Task:
Everything in the listing below from the line containing "pub struct ListingState" through the line containing "a display index." must be repeated exactly; the remaining lines are not wanted.

==============================

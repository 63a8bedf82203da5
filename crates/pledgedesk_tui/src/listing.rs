//! Listing presenter: streams query results into display state.
//!
//! A refresh runs as a background unit that streams rows over the app event
//! channel, tagged with a generation number. Starting a new refresh aborts
//! the in-flight one and bumps the generation, so the displayed table only
//! ever reflects the latest refresh (exclusive-latest). The row-key lookup
//! is built inside the unit and installed wholesale on completion, never
//! mutated in place, so the dispatcher can never observe a half-built table.

use std::collections::HashMap;

use futures::StreamExt;
use pledgedesk::repository::{self, ListingFilter, ListingRow};
use sea_orm::DatabaseConnection;
use tokio::sync::mpsc::UnboundedSender;
use tokio::task::JoinHandle;

use crate::event::AppEvent;

/// Display rows and the row-key lookup behind the repositories table.
#[derive(Debug, Default)]
pub struct ListingState {
    rows: Vec<ListingRow>,
    lookup: HashMap<String, ListingRow>,
    /// Whether a refresh is currently streaming.
    pub loading: bool,
}

impl ListingState {
    /// Clear the display for a new refresh. The lookup keeps serving the
    /// previous rows until the new one is installed.
    pub fn begin_refresh(&mut self) {
        self.rows.clear();
        self.loading = true;
    }

    /// Append a streamed row. Rows arrive in query order.
    pub fn push_row(&mut self, row: ListingRow) {
        self.rows.push(row);
    }

    /// Replace the lookup wholesale with the one the finished refresh built.
    pub fn install_lookup(&mut self, lookup: HashMap<String, ListingRow>) {
        self.lookup = lookup;
        self.loading = false;
    }

    pub fn rows(&self) -> &[ListingRow] {
        &self.rows
    }

    pub fn len(&self) -> usize {
        self.rows.len()
    }

    pub fn is_empty(&self) -> bool {
        self.rows.is_empty()
    }

    /// Row key at a display index.
    pub fn key_at(&self, index: usize) -> Option<String> {
        self.rows.get(index).map(ListingRow::row_key)
    }

    /// Resolve a row key against the installed lookup.
    pub fn resolve(&self, key: &str) -> Option<&ListingRow> {
        self.lookup.get(key)
    }
}

/// Owns the in-flight refresh unit and its generation counter.
#[derive(Debug, Default)]
pub struct Refresher {
    generation: u64,
    task: Option<JoinHandle<()>>,
}

impl Refresher {
    pub fn new() -> Self {
        Self::default()
    }

    /// Whether an event belongs to the latest refresh.
    pub fn is_current(&self, generation: u64) -> bool {
        self.generation == generation
    }

    /// Start a refresh, cancelling any still-streaming predecessor.
    pub fn start(
        &mut self,
        db: DatabaseConnection,
        filter: ListingFilter,
        events: UnboundedSender<AppEvent>,
    ) -> u64 {
        self.generation += 1;
        let generation = self.generation;

        if let Some(task) = self.task.take() {
            task.abort();
        }

        self.task = Some(tokio::spawn(run_refresh(db, filter, generation, events)));
        generation
    }
}

/// Stream the listing query, forwarding rows and building the new lookup.
async fn run_refresh(
    db: DatabaseConnection,
    filter: ListingFilter,
    generation: u64,
    events: UnboundedSender<AppEvent>,
) {
    let stream = match repository::stream_rows(&db, &filter).await {
        Ok(stream) => stream,
        Err(error) => {
            let _ = events.send(AppEvent::RefreshFailed {
                generation,
                error: error.to_string(),
            });
            return;
        }
    };
    futures::pin_mut!(stream);

    let mut lookup = HashMap::new();
    while let Some(next) = stream.next().await {
        match next {
            Ok(row) => {
                lookup.insert(row.row_key(), row.clone());
                if events.send(AppEvent::Row { generation, row }).is_err() {
                    return;
                }
            }
            Err(error) => {
                let _ = events.send(AppEvent::RefreshFailed {
                    generation,
                    error: error.to_string(),
                });
                return;
            }
        }
    }

    let _ = events.send(AppEvent::RefreshComplete { generation, lookup });
}

#[cfg(test)]
mod tests {
    use pledgedesk::Platform;
    use uuid::Uuid;

    use super::*;

    fn row(name: &str) -> ListingRow {
        ListingRow {
            id: Uuid::new_v4(),
            name: name.to_string(),
            platform: Platform::GitHub,
            badge_label: "Fund".to_string(),
            external_organization_name: "acme-gh".to_string(),
            organization_slug: "acme".to_string(),
        }
    }

    fn lookup_of(rows: &[ListingRow]) -> HashMap<String, ListingRow> {
        rows.iter().map(|r| (r.row_key(), r.clone())).collect()
    }

    #[test]
    fn test_rows_append_in_order() {
        let mut state = ListingState::default();
        state.begin_refresh();
        state.push_row(row("alpha"));
        state.push_row(row("beta"));

        let names: Vec<&str> = state.rows().iter().map(|r| r.name.as_str()).collect();
        assert_eq!(names, ["alpha", "beta"]);
        assert!(state.loading);
    }

    #[test]
    fn test_begin_refresh_clears_display_but_keeps_lookup() {
        let mut state = ListingState::default();
        let old = row("old");
        state.push_row(old.clone());
        state.install_lookup(lookup_of(&[old.clone()]));

        state.begin_refresh();

        assert!(state.is_empty());
        // The dispatcher still resolves against the previous lookup mid-refresh
        assert!(state.resolve(&old.row_key()).is_some());
    }

    #[test]
    fn test_install_lookup_replaces_wholesale() {
        let mut state = ListingState::default();
        let old = row("old");
        state.install_lookup(lookup_of(&[old.clone()]));

        let new = row("new");
        state.install_lookup(lookup_of(&[new.clone()]));

        // Stale keys from the previous refresh must not resolve
        assert!(state.resolve(&old.row_key()).is_none());
        assert!(state.resolve(&new.row_key()).is_some());
        assert!(!state.loading);
    }

    #[test]
    fn test_key_at_follows_display_order() {
        let mut state = ListingState::default();
        let first = row("first");
        state.push_row(first.clone());
        state.push_row(row("second"));

        assert_eq!(state.key_at(0), Some(first.row_key()));
        assert_eq!(state.key_at(2), None);
    }
}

==============================

Exercise result:
pub struct ListingState {
    rows: Vec<ListingRow>,
    lookup: HashMap<String, ListingRow>,
    /// Whether a refresh is currently streaming.
    pub loading: bool,
}

impl ListingState {
    /// Clear the display for a new refresh. The lookup keeps serving the
    /// previous rows until the new one is installed.
    pub fn begin_refresh(&mut self) {
        self.rows.clear();
        self.loading = true;
    }

    /// Append a streamed row. Rows arrive in query order.
    pub fn push_row(&mut self, row: ListingRow) {
        self.rows.push(row);
    }

    /// Replace the lookup wholesale with the one the finished refresh built.
    pub fn install_lookup(&mut self, lookup: HashMap<String, ListingRow>) {
        self.lookup = lookup;
        self.loading = false;
    }

    pub fn rows(&self) -> &[ListingRow] {
        &self.rows
    }

    pub fn len(&self) -> usize {
        self.rows.len()
    }

    pub fn is_empty(&self) -> bool {
        self.rows.is_empty()
    }

    /// Row key at a display index.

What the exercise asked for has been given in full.